We'd like to use Bayes nets for computing most likely state of one node (the "query variable") from observed states of some other nodes. For example:
In addition to the query and observed nodes, we also have all the other nodes in the Bayes net. These unobserved/hidden nodes need to be part of the probability calculation, even though we don't know or care about their values.
We'd like to do a MAP estimate. That is, figure out which value of the query variable has the highest probability given the observed effects. Recall that we use Bayes rule but omit P(effect) because it's constant across values of the query variable. So we're trying to optimize
\(\begin{eqnarray*} P(\text{ cause } \mid \text{ effect }) &\propto& P(\text{ effect } \mid \text{ cause }) P(\text{ cause }) \\ &=& P(\text{ effect },\text{ cause }) \end{eqnarray*} \)
So, to decide if someone was qualified given that we have noticed that they have money and a house, we need to estimate \( P(q \mid m,h) \propto P(q,m,h)\). We'll evaluate P(q,m,h) for both q=True and q=False, and pick the value (True or False) that maximizes P(q,m,h).
To compute this, \(P(q,m,h)\), we need to consider all possibilities for how J and P might be set. So what we need to compute is
\(P(q,m,h) = \sum_{J=j, P=p} P(q,m,h,p,j) \)
P(q,m,h,p,j) contains five specific values for the variables Q,M,H,P,J. Two of them (m,h) are what we have observed. One (q) is the variable we're trying to predict. We'll do this computation twice, once for Q=true and once for Q=false. The last two values (j and p) are bound by the summation.
Notice that \(P(Q=true,m,h)\) and \(P(Q=false,m,h)\) do not necessarily sum to 1. These values are only proportional to \(P(Q=true|m,h)\) and \(P(Q=false|m,h)\), not equal to them.
If we start from the top of our Bayes net and work downwards using the probability values stored in the net, we get
\(\begin{align}P(q,m,h) &= \sum_{J=j, P=p} P(q,m,h,p,j) \\ &= \sum_{J=j, P=p} P(q) * P(p) * P(j \mid p,q) * P(m \mid j) * P(h \mid j) \end{align} \)
Notice that we're expanding out all possible values for three variables (q,j,p). This will become a problem for problems involving more variables, because k binary variables have \(2^k \) possible value assignments.
Let's look at how we can organize our work. First, we can simplify the equation, e.g. move variables outside summations like this
\( P(q,m,h) = P(q) * \sum_{P=p} P(p) * \sum_{J=j} P(j \mid p,q) * P(m \mid j) * P(h \mid j) \)
Second, if you think through that computation, we'll have to compute \(P(j \mid p,q) * P(m \mid j) * P(h \mid j) \) four times, i.e. once for each of the possible combinations of p and j values.
But some of the constituent probabilities are used by more than one branch.

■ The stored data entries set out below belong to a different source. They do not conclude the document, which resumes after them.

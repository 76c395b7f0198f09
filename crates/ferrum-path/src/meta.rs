//! Metadata accessors: ownership, permissions, timestamps, links
//!
//! Ownership and permission changes use native syscalls (`chown(2)`,
//! `chmod(2)`) rather than shelling out to the external programs.

use std::fs;
use std::io;
use std::os::unix::fs::{MetadataExt, PermissionsExt};
use std::path::Path;
use std::time::{Duration, SystemTime, UNIX_EPOCH};

use ferrum_core::{FerrumError, Result};
use nix::sys::stat::Mode;
use nix::sys::time::TimeVal;
use nix::unistd::{self, Gid, Group, Uid, User};

use crate::path::LocalPath;

fn nix_err(e: nix::Error) -> FerrumError {
    FerrumError::Io(io::Error::from_raw_os_error(e as i32))
}

/// Resolve an owner spec (a user name or a numeric uid) to a uid.
fn resolve_uid(owner: &str) -> Result<Uid> {
    if let Ok(n) = owner.parse::<u32>() {
        return Ok(Uid::from_raw(n));
    }
    match User::from_name(owner).map_err(nix_err)? {
        Some(user) => Ok(user.uid),
        None => Err(FerrumError::Io(io::Error::new(
            io::ErrorKind::NotFound,
            format!("no such user: {}", owner),
        ))),
    }
}

fn resolve_gid(group: &str) -> Result<Gid> {
    if let Ok(n) = group.parse::<u32>() {
        return Ok(Gid::from_raw(n));
    }
    match Group::from_name(group).map_err(nix_err)? {
        Some(g) => Ok(g.gid),
        None => Err(FerrumError::Io(io::Error::new(
            io::ErrorKind::NotFound,
            format!("no such group: {}", group),
        ))),
    }
}

impl LocalPath {
    /// File metadata, following symlinks.
    pub fn stat(&self) -> Result<fs::Metadata> {
        Ok(fs::metadata(self.as_str())?)
    }

    /// File metadata of the path itself, not following symlinks.
    pub fn lstat(&self) -> Result<fs::Metadata> {
        Ok(fs::symlink_metadata(self.as_str())?)
    }

    pub fn is_symlink(&self) -> bool {
        self.lstat().map(|m| m.file_type().is_symlink()).unwrap_or(false)
    }

    /// True when this path is a mount point: its device differs from its
    /// parent's, or it resolves to the same file as its parent (the root).
    pub fn is_mount(&self) -> bool {
        let stat = match self.stat() {
            Ok(s) => s,
            Err(_) => return false,
        };
        let parent = match self.join([".."]).stat() {
            Ok(s) => s,
            Err(_) => return false,
        };
        stat.dev() != parent.dev() || stat.ino() == parent.ino()
    }

    /// Size in bytes.
    pub fn size(&self) -> Result<u64> {
        Ok(self.stat()?.len())
    }

    pub fn atime(&self) -> Result<SystemTime> {
        Ok(self.stat()?.accessed()?)
    }

    pub fn mtime(&self) -> Result<SystemTime> {
        Ok(self.stat()?.modified()?)
    }

    /// Inode change time (there is no portable accessor on Metadata).
    pub fn ctime(&self) -> Result<SystemTime> {
        let stat = self.stat()?;
        let secs = Duration::new(stat.ctime() as u64, stat.ctime_nsec() as u32);
        Ok(UNIX_EPOCH + secs)
    }

    /// Permission bits of this path.
    pub fn mode(&self) -> Result<u32> {
        Ok(self.stat()?.permissions().mode() & 0o7777)
    }

    /// Name of the owning user.
    pub fn owner(&self) -> Result<String> {
        let uid = Uid::from_raw(self.stat()?.uid());
        match User::from_uid(uid).map_err(nix_err)? {
            Some(user) => Ok(user.name),
            None => Ok(uid.to_string()),
        }
    }

    /// Name of the owning group.
    pub fn group(&self) -> Result<String> {
        let gid = Gid::from_raw(self.stat()?.gid());
        match Group::from_gid(gid).map_err(nix_err)? {
            Some(group) => Ok(group.name),
            None => Ok(gid.to_string()),
        }
    }

    /// Change ownership. `owner` and `group` each accept a name or a numeric
    /// id; pass `None` to leave that half untouched.
    pub fn chown(&self, owner: Option<&str>, group: Option<&str>, recursive: bool) -> Result<()> {
        let uid = owner.map(resolve_uid).transpose()?;
        let gid = group.map(resolve_gid).transpose()?;
        log::debug!("chown {:?} to {:?}:{:?}", self.as_str(), uid, gid);
        unistd::chown(AsRef::<Path>::as_ref(self), uid, gid).map_err(nix_err)?;
        if recursive && self.is_dir() {
            for entry in self.list()? {
                entry.chown(owner, group, true)?;
            }
        }
        Ok(())
    }

    pub fn set_owner(&self, owner: &str) -> Result<()> {
        self.chown(Some(owner), None, false)
    }

    pub fn set_group(&self, group: &str) -> Result<()> {
        self.chown(None, Some(group), false)
    }

    /// Change permission bits.
    pub fn chmod(&self, mode: u32, recursive: bool) -> Result<()> {
        log::debug!("chmod {:?} to {:o}", self.as_str(), mode);
        fs::set_permissions(self.as_str(), fs::Permissions::from_mode(mode))?;
        if recursive && self.is_dir() {
            for entry in self.list()? {
                entry.chmod(mode, true)?;
            }
        }
        Ok(())
    }

    /// Create a hard link at `dest` pointing to this path.
    pub fn hardlink(&self, dest: impl Into<LocalPath>, force: bool) -> Result<LocalPath> {
        let dest = dest.into();
        if force {
            dest.delete()?;
        }
        fs::hard_link(self.as_str(), dest.as_str())?;
        Ok(dest)
    }

    /// Create a symlink at `dest` pointing to this path.
    pub fn symlink(&self, dest: impl Into<LocalPath>, force: bool) -> Result<LocalPath> {
        let dest = dest.into();
        if force {
            dest.delete()?;
        }
        std::os::unix::fs::symlink(self.as_str(), dest.as_str())?;
        Ok(dest)
    }

    /// Target of this symlink.
    pub fn readlink(&self) -> Result<LocalPath> {
        Ok(LocalPath::from(fs::read_link(self.as_str())?))
    }

    /// Create a named pipe at this path.
    pub fn mkfifo(&self) -> Result<()> {
        unistd::mkfifo(AsRef::<Path>::as_ref(self), Mode::from_bits_truncate(0o644))
            .map_err(nix_err)
    }

    /// Create this file if needed and set both timestamps to now.
    pub fn touch(&self) -> Result<()> {
        self.touch_at(SystemTime::now(), true, true)
    }

    /// Create this file if needed and set its timestamps to `stamp`.
    /// Only the selected timestamps change; the other keeps its value.
    pub fn touch_at(&self, stamp: SystemTime, set_atime: bool, set_mtime: bool) -> Result<()> {
        if !self.exists() {
            fs::OpenOptions::new()
                .create(true)
                .append(true)
                .open(self.as_str())?;
        }
        let stat = self.stat()?;
        let stamp_secs = stamp
            .duration_since(UNIX_EPOCH)
            .unwrap_or(Duration::ZERO)
            .as_secs() as i64;
        let atime = if set_atime { stamp_secs } else { stat.atime() };
        let mtime = if set_mtime { stamp_secs } else { stat.mtime() };
        nix::sys::stat::utimes(
            AsRef::<Path>::as_ref(self),
            &TimeVal::new(atime, 0),
            &TimeVal::new(mtime, 0),
        )
        .map_err(nix_err)
    }
}

#[cfg(test)]
mod tests {
    use super::*;

    #[test]
    fn resolve_uid_accepts_numeric_ids() {
        assert_eq!(resolve_uid("0").unwrap(), Uid::from_raw(0));
        assert_eq!(resolve_gid("0").unwrap(), Gid::from_raw(0));
    }

    #[test]
    fn resolve_uid_rejects_unknown_names() {
        assert!(resolve_uid("no-such-user-5Qx9").is_err());
        assert!(resolve_gid("no-such-group-5Qx9").is_err());
    }

    #[test]
    fn root_is_a_mount_point_files_are_not() {
        assert!(LocalPath::new("/").is_mount());
        assert!(!LocalPath::new("/etc/passwd").is_mount());
        assert!(!LocalPath::new("/does/not/exist").is_mount());
    }
}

E.g. \( P(h \mid J=true) \) is required by the branch where P=true and separately by the branch where P=false. Se we can save significant work by caching such intermediate values so they don't have to be recomputed. This is called memoization or dynamic programming.
If work is organized carefully (a long story), inference takes polynomial time for Bayes nets that are "polytrees." A polytree is a graph that has no cycles if you consider the edges to be non-directional (i.e. you can follow the arrows backwards or forwards).